While health security is a strategic focus, this is not reflected in higher funding for neglected diseases R&D

In 2016, Australia invested US$22 million in research and development (R&D) for poverty-related and neglected diseases (PRNDs), referred to as ‘global health R&D’ in this profile. These figures are based on the G-FINDER survey conducted by Policy Cures Research.

Based on this data, Australia is a moderate donor to global health R&D: It is the eighth-largest public supporter in absolute terms and eighth-largest also in relative terms (0.000018% of gross domestic product (GDP)).

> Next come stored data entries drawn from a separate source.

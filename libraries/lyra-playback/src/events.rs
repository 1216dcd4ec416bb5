//! Playback Events
//!
//! Notifications for UI synchronization. The session broadcasts one event per
//! observable change; the latest [`TransportState`](crate::TransportState)
//! is available separately, so subscribers that lag can resynchronize from it.

use crate::types::{PlaybackState, RepeatMode};
use lyra_core::TrackId;
use serde::{Deserialize, Serialize};

/// Events emitted by a playback session
#[derive(Debug, Clone, PartialEq, Serialize, Deserialize)]
pub enum PlaybackEvent {
    /// Transport state machine moved
    StateChanged {
        /// The new state
        state: PlaybackState,
    },

    /// A new track was loaded
    TrackChanged {
        /// ID of the new (current) track
        track_id: TrackId,
        /// ID of the previous track (if any)
        previous_track_id: Option<TrackId>,
    },

    /// A track could not be loaded or decoded; the session went idle
    TrackFailed {
        /// ID of the failed track
        track_id: TrackId,
        /// Failure description
        message: String,
    },

    /// The host refused to start playback (autoplay policy); retry from a
    /// user gesture
    PlaybackBlocked {
        /// Failure description
        message: String,
    },

    /// The queue ran out and nothing else will play
    EndOfPlayback,

    /// Volume changed
    VolumeChanged {
        /// New volume in `[0, 1]`
        volume: f64,
    },

    /// Shuffle toggled
    ShuffleChanged {
        /// Whether shuffle is now on
        enabled: bool,
    },

    /// Repeat mode changed
    RepeatModeChanged {
        /// The new mode
        mode: RepeatMode,
    },

    /// Queue replaced
    QueueChanged {
        /// New queue length
        length: usize,
    },
}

Reported financing by Australia for global health R&D is at its lowest level since 2007; in 2016 it was half the level it was in 2012. Malaria (US$9 million) and tuberculosis (US$7 million) are the two biggest diseases areas Australia funds.

Australia has made health R&D for the Indo-Pacific region a priority. According to its ‘Health for  Development Strategy 2015-2020’, Australia plans to promote “health innovation, and new approaches and solutions that benefit our region” in three areas: 1) innovative approaches and solutions to combat diseases such as malaria and tuberculosis; 2) new ways of doing business, including potential partnerships with the private sector and the use of smart technology; and 3) research and learning relevant to country and regional health program contexts and to answer key operational questions.

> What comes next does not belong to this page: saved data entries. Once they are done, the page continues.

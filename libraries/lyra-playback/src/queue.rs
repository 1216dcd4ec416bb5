//! Play queue
//!
//! An ordered list of tracks for the current play context plus a cursor on
//! the current one. The queue is a copy: replacing or advancing it never
//! touches the library it was built from.

use crate::error::Result;
use lyra_core::{PlayContext, Track, TrackCatalog, TrackId};

/// Ordered tracks with a cursor
///
/// The cursor is either a valid index or `None`.
#[derive(Debug, Clone, Default, PartialEq)]
pub struct Queue {
    tracks: Vec<Track>,
    cursor: Option<usize>,
}

impl Queue {
    /// Create an empty queue
    pub fn new() -> Self {
        Self::default()
    }

    /// Create a queue with the cursor at `start` (ignored when out of range)
    pub fn with_tracks(tracks: Vec<Track>, start: Option<usize>) -> Self {
        let cursor = start.filter(|&i| i < tracks.len());
        Self { tracks, cursor }
    }

    /// Queue holding a single track, selected
    pub fn single(track: Track) -> Self {
        Self {
            tracks: vec![track],
            cursor: Some(0),
        }
    }

    /// Build the queue for a play context
    ///
    /// The cursor lands on `start` when that track is part of the context,
    /// otherwise on the first track.
    pub fn from_context<C: TrackCatalog + ?Sized>(
        catalog: &C,
        context: &PlayContext,
        start: Option<&TrackId>,
    ) -> Result<Self> {
        let tracks = catalog.tracks_for(context)?;
        let cursor = start
            .and_then(|id| tracks.iter().position(|t| &t.id == id))
            .or_else(|| (!tracks.is_empty()).then_some(0));
        Ok(Self { tracks, cursor })
    }

    pub fn len(&self) -> usize {
        self.tracks.len()
    }

    pub fn is_empty(&self) -> bool {
        self.tracks.is_empty()
    }

    /// Index of the current track
    pub fn cursor(&self) -> Option<usize> {
        self.cursor
    }

    /// The track under the cursor
    pub fn current(&self) -> Option<&Track> {
        self.cursor.and_then(|i| self.tracks.get(i))
    }

    pub fn get(&self, index: usize) -> Option<&Track> {
        self.tracks.get(index)
    }

    pub fn tracks(&self) -> &[Track] {
        &self.tracks
    }

    /// First index holding `id`
    pub fn position_of(&self, id: &TrackId) -> Option<usize> {
        self.tracks.iter().position(|t| &t.id == id)
    }

    /// Move the cursor; returns false (and leaves it) when out of range
    pub fn set_cursor(&mut self, index: usize) -> bool {
        if index < self.tracks.len() {
            self.cursor = Some(index);
            true
        } else {
            false
        }
    }
}

#[cfg(test)]
mod tests {
    use super::*;
    use lyra_core::{Library, MemoryStore};

    fn track(name: &str) -> Track {
        Track::from_file_name(&format!("{name}.mp3"), format!("blob:{name}"), 60.0)
    }

    #[test]
    fn out_of_range_start_is_ignored() {
        let queue = Queue::with_tracks(vec![track("a")], Some(3));
        assert_eq!(queue.cursor(), None);
        assert!(queue.current().is_none());
    }

    #[test]
    fn set_cursor_checks_bounds() {
        let mut queue = Queue::with_tracks(vec![track("a"), track("b")], None);
        assert!(queue.set_cursor(1));
        assert!(!queue.set_cursor(2));
        assert_eq!(queue.current().unwrap().title, "b");
    }

    #[test]
    fn from_context_selects_start_track() {
        let library = Library::new(MemoryStore::new());
        let tracks = [track("a"), track("b"), track("c")];
        for t in &tracks {
            library.add_track(t.clone()).unwrap();
        }

        let queue = Queue::from_context(&library, &PlayContext::Library, Some(&tracks[2].id))
            .unwrap();
        assert_eq!(queue.len(), 3);
        assert_eq!(queue.cursor(), Some(2));

        let queue = Queue::from_context(&library, &PlayContext::Library, None).unwrap();
        assert_eq!(queue.cursor(), Some(0));
    }

    #[test]
    fn from_empty_context_has_no_cursor() {
        let library = Library::new(MemoryStore::new());
        let queue = Queue::from_context(&library, &PlayContext::RecentlyPlayed, None).unwrap();
        assert!(queue.is_empty());
        assert_eq!(queue.cursor(), None);
    }
}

Australia’s Foreign Policy White Paper, released in November 2017, mentions health security as essential to human and economic development. Australia appointed its first ever Ambassador for Regional Health Security in June 2017. A continuing commitment to health research and development is a part of the government’s emerging diseases commitment, particularly in regard to malaria.

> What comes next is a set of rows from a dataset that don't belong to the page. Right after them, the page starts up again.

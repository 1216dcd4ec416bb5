//! `HTMLAudioElement` media element

use super::js_message;
use crate::command::{Inbox, SessionMessage};
use crate::error::{PlaybackError, Result};
use crate::host::{MediaElement, MediaEvent};
use lyra_core::Track;
use std::cell::RefCell;
use std::collections::HashSet;
use std::rc::Rc;
use tracing::{debug, warn};
use wasm_bindgen::prelude::*;
use wasm_bindgen::JsCast;
use wasm_bindgen_futures::JsFuture;
use web_sys::{Blob, Event, HtmlAudioElement, Url};

/// Object URLs minted for one-off playback
///
/// The media element revokes a URL from this set when it lets go of it.
/// URLs minted for library tracks are never registered here and stay valid.
#[derive(Debug, Clone, Default)]
pub struct ObjectUrls(Rc<RefCell<HashSet<String>>>);

impl ObjectUrls {
    /// Mint a transient object URL for `blob`
    pub fn create(&self, blob: &Blob) -> Result<String> {
        let url = Url::create_object_url_with_blob(blob)
            .map_err(|e| PlaybackError::SourceLoad(js_message(&e)))?;
        self.0.borrow_mut().insert(url.clone());
        Ok(url)
    }

    /// Revoke `url` if it was minted here; returns whether it was
    pub fn revoke(&self, url: &str) -> bool {
        if !self.0.borrow_mut().remove(url) {
            return false;
        }
        if let Err(e) = Url::revoke_object_url(url) {
            warn!(url, error = %js_message(&e), "Failed to revoke object URL");
        }
        true
    }
}

type Listener = Closure<dyn FnMut(Event)>;

/// Media element backed by a detached `<audio>` element
pub struct HtmlAudio {
    element: HtmlAudioElement,
    object_urls: ObjectUrls,
    listeners: Vec<(&'static str, Listener)>,
}

impl HtmlAudio {
    /// Create the element and forward its events to `inbox`
    pub fn new(inbox: &Inbox, object_urls: ObjectUrls) -> Result<Self> {
        let element =
            HtmlAudioElement::new().map_err(|e| PlaybackError::Hardware(js_message(&e)))?;
        // Cross-origin sources are opaque to the analyser without CORS
        element.set_cross_origin(Some("anonymous"));
        element.set_preload("metadata");

        let mut audio = Self {
            element,
            object_urls,
            listeners: Vec::new(),
        };

        audio.listen("loadedmetadata", inbox, |el| {
            Some(MediaEvent::MetadataLoaded {
                duration: el.duration(),
            })
        })?;
        audio.listen("timeupdate", inbox, |el| {
            Some(MediaEvent::PositionChanged {
                position: el.current_time(),
            })
        })?;
        audio.listen("ended", inbox, |_| Some(MediaEvent::Ended))?;
        audio.listen("error", inbox, |el| {
            // Clearing `src` on release can fire an error with nothing loaded
            if !el.has_attribute("src") {
                return None;
            }
            let code = el.error().map_or(0, |e| e.code());
            Some(MediaEvent::Error {
                message: media_error_message(code).to_string(),
            })
        })?;

        Ok(audio)
    }

    fn listen<F>(&mut self, name: &'static str, inbox: &Inbox, map: F) -> Result<()>
    where
        F: Fn(&HtmlAudioElement) -> Option<MediaEvent> + 'static,
    {
        let element = self.element.clone();
        let inbox = inbox.clone();
        let listener = Listener::new(move |_event: Event| {
            if let Some(event) = map(&element) {
                // Closed inbox means the session is gone
                let _ = inbox.send(SessionMessage::Media(event));
            }
        });

        self.element
            .add_event_listener_with_callback(name, listener.as_ref().unchecked_ref())
            .map_err(|e| PlaybackError::Hardware(js_message(&e)))?;
        self.listeners.push((name, listener));
        Ok(())
    }
}

impl Drop for HtmlAudio {
    fn drop(&mut self) {
        for (name, listener) in &self.listeners {
            let _ = self
                .element
                .remove_event_listener_with_callback(name, listener.as_ref().unchecked_ref());
        }
    }
}

impl MediaElement for HtmlAudio {
    type Source = HtmlAudioElement;

    fn source(&self) -> HtmlAudioElement {
        self.element.clone()
    }

    fn set_source(&mut self, track: &Track) -> Result<()> {
        let src = track.source.as_str();
        if src.is_empty() {
            return Err(PlaybackError::SourceLoad(format!(
                "track {} has no source",
                track.id
            )));
        }
        self.element.set_src(src);
        self.element.load();
        Ok(())
    }

    fn release(&mut self) {
        let src = self.element.src();
        if let Err(e) = self.element.remove_attribute("src") {
            warn!(error = %js_message(&e), "Failed to clear audio source");
        }
        self.element.load();
        if self.object_urls.revoke(&src) {
            debug!(url = %src, "Revoked transient object URL");
        }
    }

    async fn play(&mut self) -> Result<()> {
        let promise = self
            .element
            .play()
            .map_err(|e| PlaybackError::PlaybackStart(js_message(&e)))?;
        JsFuture::from(promise)
            .await
            .map(|_| ())
            .map_err(|e| PlaybackError::PlaybackStart(js_message(&e)))
    }

    fn pause(&mut self) {
        if let Err(e) = self.element.pause() {
            warn!(error = %js_message(&e), "Failed to pause audio element");
        }
    }

    fn set_current_time(&mut self, seconds: f64) {
        self.element.set_current_time(seconds);
    }

    fn set_volume(&mut self, volume: f64) {
        self.element.set_volume(volume);
    }
}

fn media_error_message(code: u16) -> &'static str {
    match code {
        1 => "playback aborted",
        2 => "network error while fetching audio",
        3 => "audio could not be decoded",
        4 => "audio format not supported",
        _ => "unknown media error",
    }
}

The ‘Health Security Initiative for the Indo-Pacific Region’ was launched by the Minister for Foreign Affairs in October 2017, pledging A$300 million (US$223 million) over five years for research into prevention and containment of infectious diseases that have potential to cause “social and economic harms”. A$150 million (US$112 million) is yet to be allocated under this program and provides an opportunity to influence spending directions. Up to A$75 million (US$56 million) of this is expected to be announced by the end of March 2018.

This follows a 2015 decision to contribute A$30 million (US$23 million) over three years to three product development partnerships (PDPs) – the Tuberculosis Alliance, the Medicines for Malaria Venture, and the Foundation for Innovative New Diagnostics (FIND). The goal is to bring to market diagnostics and medicines for tuberculosis and malaria, including the development of a new all-oral regimen, which treats drug-sensitive and multi-drug resistant tuberculosis. The PDP funding will for the first time include vector control PDPs but excludes funding for vaccine development.

The Australian Government announced in October 2016 that it will provide A$2 million (US$1.5 million) in ODA over two years to Darwin’s Menzies School of Health Research to advance research into the prevention, detection and treatment of multi-drug resistant malaria and tuberculosis. The Menzies School will work with the Burnet Institute as well as partners in Indonesia, Malaysia, and Papua New Guinea.

In June 2016, Australia established a non-ODA funded Centre of Excellence in Infectious Disease Emergency Response Research to “improve Australia’s readiness to respond to future pandemics and other infectious disease emergencies.”

Australia established a domestic A$20 billion (US$15 billion) perpetual fund for academic health research in 2014, the Medical Research Future Fund. Investments will be directed towards areas of national medical importance, a small proportion of which will be set aside for global health challenges. The government intends for the fund to eventually have annual disbursements of A$1 billion (US$743 million). The first disbursements have included a A$2 million (US$1.5 million) contribution to the Coalition for Epidemic Preparedness Innovations (CEPI) and A$6 million (US$4 million) towards research into antimicrobial resistance.

The Development Policy Division leads on health policy development within DFAT

Funds to deliver the ‘Health for Development Strategy 2015-2020’ come from country, regional, and global programs, and are delivered through the regular budget process. The Department of Foreign Affairs and Trade’s (DFAT’s) investment in global health R&D is expected to focus on the Strategy’s three funding areas outlined above.

The Development Policy Division (DPD) is the driver of health development policy and provides operational guidance to assist with the implementation of this strategy. The DPD also works with other DFAT programs and external partners to plan and adjust pipeline investments. In conjunction with the Department of Health, DFAT works with other key agencies to prepare and respond to health security threats in the region. It also engages with health research funding bodies such as the Australia’s National Health and Medical Research Council (NHMRC) on responding to global health challenges.

NHMRC is the country’s major funder for health and medical research in Australia. One of its main funding channels, the Northern Australia Tropical Disease Collaborative Research Program, focuses on supporting high-quality research into the diagnosis, treatment, and prevention of tropical diseases, building strong collaborations and capacity in the health and medical research workforce, and promoting effective translation of this research into health policy and practice. This program intends to impact health in Australia and other neighbors of the Indo-Pacific region. NHMRC cooperates with the Global Research Collaboration for Infectious Diseases Preparedness to facilitate effective responses to outbreaks of infectious diseases such as the Zika virus.